ピアソラの多くの曲に共通するコード展開として、ベース音(コード)を変えないというのがある。「リベルタンゴ」であれば、ベースは「A」でワンコーラス、16小節引っ張る。ほかの楽器、たとえばピアノは半音ずつ上がって(1あるいは下がって)いって、曲に動きをつけるが、その場合でもコードは「D on A」みたいな感じになる。要するに、ベース音は変えずに、コードだけが展開していくというわけ。「Milonga del Angel」でも「Romance de l Diablo」でも、ほかの楽器はともかく、ベースだけはひたすら同じコードを弾いていたりする。そしてそれが16小節続いたリする。これは忍耐でしかない。ほかの楽器が美しいメロを歌っている底で、ひたすら「レー、レー、レ」とか「ドー、ドー、ド」とかやっているのである。
でも、これは美学だ。このずっと変わらない通奏低音は、ピアソラの音楽(由来はバロック)に欠かせない要素なのだ。ベーシストであれば、もう少し動きのあるコード展開で弾きたいと思うだろうが、ここはひたすら踏ん張って、同じ音を引き続ける。これをカッコいいと思えるかどうか。僕は、こういうのを無性にカッコいいと思う。ベーシストの本領発揮だ。リズムをキープしながら、ずっと同じルート音を叩き続ける。マゾだ。でもマゾでもいい。ここで踏ん張る俺が最高にカッコいい、と思っているのだ。だから、俺はベーシストなのだ。
ま、そんなわけで、ピアソラの曲は、ベーシストとしての見せ所はほとんどなくても、実はすんごく疲れるわけです。バンドメンバーが勝手に気持ちいいところに行って、走りそうになったり冗長になりそうになったりするのを横目で見ながら、「こら!走るな!」とか「こら!遅い!」とか、そういうのを、少ない音とアイコンタクトと、めらめら燃えるオーラで伝えなくてはいけないのだから。でも、それもこれも含めて、そんなピアソラ曲のベースが大好きなのですよ。この前も、ロスポジの演奏で「Romance del Diablo」を久々に演奏しましたが、あれなんかまさにそんな曲。目立つのは、バンドネオンとバイオリンでいいんです。拍手も彼らに送られていいんです。ベーシストは、自分で納得しています。自分が頑張ったからこの曲が成り立ったんだと。

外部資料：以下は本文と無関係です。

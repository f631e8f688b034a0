// Copyright 2023-Present Datadog, Inc. https://www.datadoghq.com/
// SPDX-License-Identifier: Apache-2.0

//! Maps each collector request onto exactly one collaborator call.

use std::sync::Arc;

use async_trait::async_trait;
use collector_proto::{
    AgentConfig, AgentResponse, AgentResponseKind, CentralRequest, CentralRequestKind,
    MethodSignature,
};
use tracing::{debug, warn, Instrument};

use crate::error::CommandError;

#[derive(Debug, Clone, PartialEq, Eq)]
pub struct HeapDumpFile {
    pub file_path: String,
    pub file_size_bytes: i64,
}

/// On-demand diagnostics of the monitored process.
#[async_trait]
pub trait DiagnosticsService: Send + Sync {
    async fn thread_dump(&self) -> Result<Vec<u8>, CommandError>;

    async fn jstack(&self) -> Result<String, CommandError>;

    async fn available_disk_space(&self, directory: &str) -> Result<i64, CommandError>;

    async fn heap_dump(&self, directory: &str) -> Result<HeapDumpFile, CommandError>;

    async fn heap_histogram(&self) -> Result<Vec<u8>, CommandError>;

    async fn explicit_gc(&self) -> Result<(), CommandError>;

    async fn mbean_tree(&self, include_attrs_for_object_names: &[String])
        -> Result<Vec<u8>, CommandError>;

    async fn mbean_meta(&self, object_name: &str) -> Result<Vec<u8>, CommandError>;

    async fn capabilities(&self) -> Result<Vec<u8>, CommandError>;

    async fn global_meta(&self) -> Result<Vec<u8>, CommandError>;

    async fn preload_classpath_cache(&self) -> Result<(), CommandError>;

    async fn matching_class_names(
        &self,
        partial_class_name: &str,
        limit: u32,
    ) -> Result<Vec<String>, CommandError>;

    async fn matching_method_names(
        &self,
        class_name: &str,
        partial_method_name: &str,
        limit: u32,
    ) -> Result<Vec<String>, CommandError>;

    async fn method_signatures(
        &self,
        class_name: &str,
        method_name: &str,
    ) -> Result<Vec<MethodSignature>, CommandError>;

    /// Returns the number of classes retransformed.
    async fn reweave(&self) -> Result<u32, CommandError>;

    async fn update_agent_config(&self, agent_config: AgentConfig) -> Result<(), CommandError>;
}

/// Locally held trace details. `Ok(None)` means the trace has expired.
#[async_trait]
pub trait TraceDetailSource: Send + Sync {
    async fn header(&self, trace_id: &str) -> Result<Option<Vec<u8>>, CommandError>;

    async fn entries(&self, trace_id: &str) -> Result<Option<Vec<u8>>, CommandError>;

    async fn queries(&self, trace_id: &str) -> Result<Option<Vec<u8>>, CommandError>;

    async fn main_thread_profile(&self, trace_id: &str) -> Result<Option<Vec<u8>>, CommandError>;

    async fn aux_thread_profile(&self, trace_id: &str) -> Result<Option<Vec<u8>>, CommandError>;

    async fn full_trace(&self, trace_id: &str) -> Result<Option<Vec<u8>>, CommandError>;
}

/// Collaborators commands are dispatched to.
#[derive(Clone)]
pub struct CommandHandlers {
    pub diagnostics: Arc<dyn DiagnosticsService>,
    pub traces: Arc<dyn TraceDetailSource>,
}

/// Handles one request. Returns `None` only for requests that take no
/// response (`HelloAck`).
///
/// The collaborator runs in its own task so that a panic is reported to the
/// collector like any other failure.
pub async fn dispatch(handlers: &CommandHandlers, request: CentralRequest) -> Option<AgentResponse> {
    let CentralRequest {
        request_id,
        request,
    } = request;
    let name = request.name();

    let response = match request {
        CentralRequestKind::HelloAck => {
            debug!("collector acknowledged hello");
            return None;
        }
        CentralRequestKind::Unknown => {
            warn!(request_id, "unknown request from the collector");
            AgentResponseKind::UnknownRequest
        }
        CentralRequestKind::Malformed { error } => {
            warn!(request_id, "malformed request from the collector: {error}");
            AgentResponseKind::Exception {
                message: format!("malformed request: {error}"),
            }
        }
        request => {
            let handlers = handlers.clone();
            let outcome =
                tokio::spawn(async move { invoke(&handlers, request).await }.in_current_span())
                    .await;
            match outcome {
                Ok(Ok(response)) => response,
                Ok(Err(e)) => {
                    warn!(request_id, request = name, "command failed: {e}");
                    AgentResponseKind::Exception {
                        message: e.to_string(),
                    }
                }
                Err(join_error) => {
                    warn!(request_id, request = name, "command panicked: {join_error}");
                    AgentResponseKind::Exception {
                        message: format!("{name} failed unexpectedly"),
                    }
                }
            }
        }
    };
    Some(AgentResponse {
        request_id,
        response,
    })
}

async fn invoke(
    handlers: &CommandHandlers,
    request: CentralRequestKind,
) -> Result<AgentResponseKind, CommandError> {
    let diagnostics = handlers.diagnostics.as_ref();
    let traces = handlers.traces.as_ref();

    let response = match request {
        CentralRequestKind::ThreadDump => AgentResponseKind::ThreadDump {
            payload: diagnostics.thread_dump().await?,
        },
        CentralRequestKind::Jstack => AgentResponseKind::Jstack {
            jstack: diagnostics.jstack().await?,
        },
        CentralRequestKind::AvailableDiskSpace { directory } => {
            AgentResponseKind::AvailableDiskSpace {
                available_bytes: diagnostics.available_disk_space(&directory).await?,
            }
        }
        CentralRequestKind::HeapDump { directory } => {
            let file = diagnostics.heap_dump(&directory).await?;
            AgentResponseKind::HeapDump {
                file_path: file.file_path,
                file_size_bytes: file.file_size_bytes,
            }
        }
        CentralRequestKind::HeapHistogram => AgentResponseKind::HeapHistogram {
            payload: diagnostics.heap_histogram().await?,
        },
        CentralRequestKind::ExplicitGc => {
            diagnostics.explicit_gc().await?;
            AgentResponseKind::ExplicitGc
        }
        CentralRequestKind::MbeanTree {
            include_attrs_for_object_names,
        } => AgentResponseKind::MbeanTree {
            payload: diagnostics
                .mbean_tree(&include_attrs_for_object_names)
                .await?,
        },
        CentralRequestKind::MbeanMeta { object_name } => AgentResponseKind::MbeanMeta {
            payload: diagnostics.mbean_meta(&object_name).await?,
        },
        CentralRequestKind::Capabilities => AgentResponseKind::Capabilities {
            payload: diagnostics.capabilities().await?,
        },
        CentralRequestKind::GlobalMeta => AgentResponseKind::GlobalMeta {
            payload: diagnostics.global_meta().await?,
        },
        CentralRequestKind::PreloadClasspathCache => {
            diagnostics.preload_classpath_cache().await?;
            AgentResponseKind::PreloadClasspathCache
        }
        CentralRequestKind::MatchingClassNames {
            partial_class_name,
            limit,
        } => AgentResponseKind::MatchingClassNames {
            class_names: diagnostics
                .matching_class_names(&partial_class_name, limit)
                .await?,
        },
        CentralRequestKind::MatchingMethodNames {
            class_name,
            partial_method_name,
            limit,
        } => AgentResponseKind::MatchingMethodNames {
            method_names: diagnostics
                .matching_method_names(&class_name, &partial_method_name, limit)
                .await?,
        },
        CentralRequestKind::MethodSignatures {
            class_name,
            method_name,
        } => AgentResponseKind::MethodSignatures {
            signatures: diagnostics
                .method_signatures(&class_name, &method_name)
                .await?,
        },
        CentralRequestKind::Reweave => AgentResponseKind::Reweave {
            class_update_count: diagnostics.reweave().await?,
        },
        CentralRequestKind::AgentConfigUpdate { agent_config } => {
            diagnostics.update_agent_config(agent_config).await?;
            AgentResponseKind::AgentConfigUpdate
        }
        CentralRequestKind::Header { trace_id } => AgentResponseKind::Header {
            payload: traces.header(&trace_id).await?,
        },
        CentralRequestKind::Entries { trace_id } => AgentResponseKind::Entries {
            payload: traces.entries(&trace_id).await?,
        },
        CentralRequestKind::Queries { trace_id } => AgentResponseKind::Queries {
            payload: traces.queries(&trace_id).await?,
        },
        CentralRequestKind::MainThreadProfile { trace_id } => {
            AgentResponseKind::MainThreadProfile {
                payload: traces.main_thread_profile(&trace_id).await?,
            }
        }
        CentralRequestKind::AuxThreadProfile { trace_id } => AgentResponseKind::AuxThreadProfile {
            payload: traces.aux_thread_profile(&trace_id).await?,
        },
        CentralRequestKind::FullTrace { trace_id } => AgentResponseKind::FullTrace {
            payload: traces.full_trace(&trace_id).await?,
        },
        CentralRequestKind::HelloAck
        | CentralRequestKind::Malformed { .. }
        | CentralRequestKind::Unknown => AgentResponseKind::UnknownRequest,
    };
    Ok(response)
}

というわけで、まあ疲れる曲ばかり、ピアノ抜きでやったわけですが、安達君の無茶ぶりで、「Ave Maria」の最初の主旋律をベースが弾け、しかも、オクターブ高く弾けということになり、苦手なハイポジションの演奏に取り組んでいる次第。今日もぼろぼろでしたが、いい機会なので、この際、ハイポジ練習を頑張ろうかと。いつか、ちゃんと弾けるようになるといいなあ。頑張ります。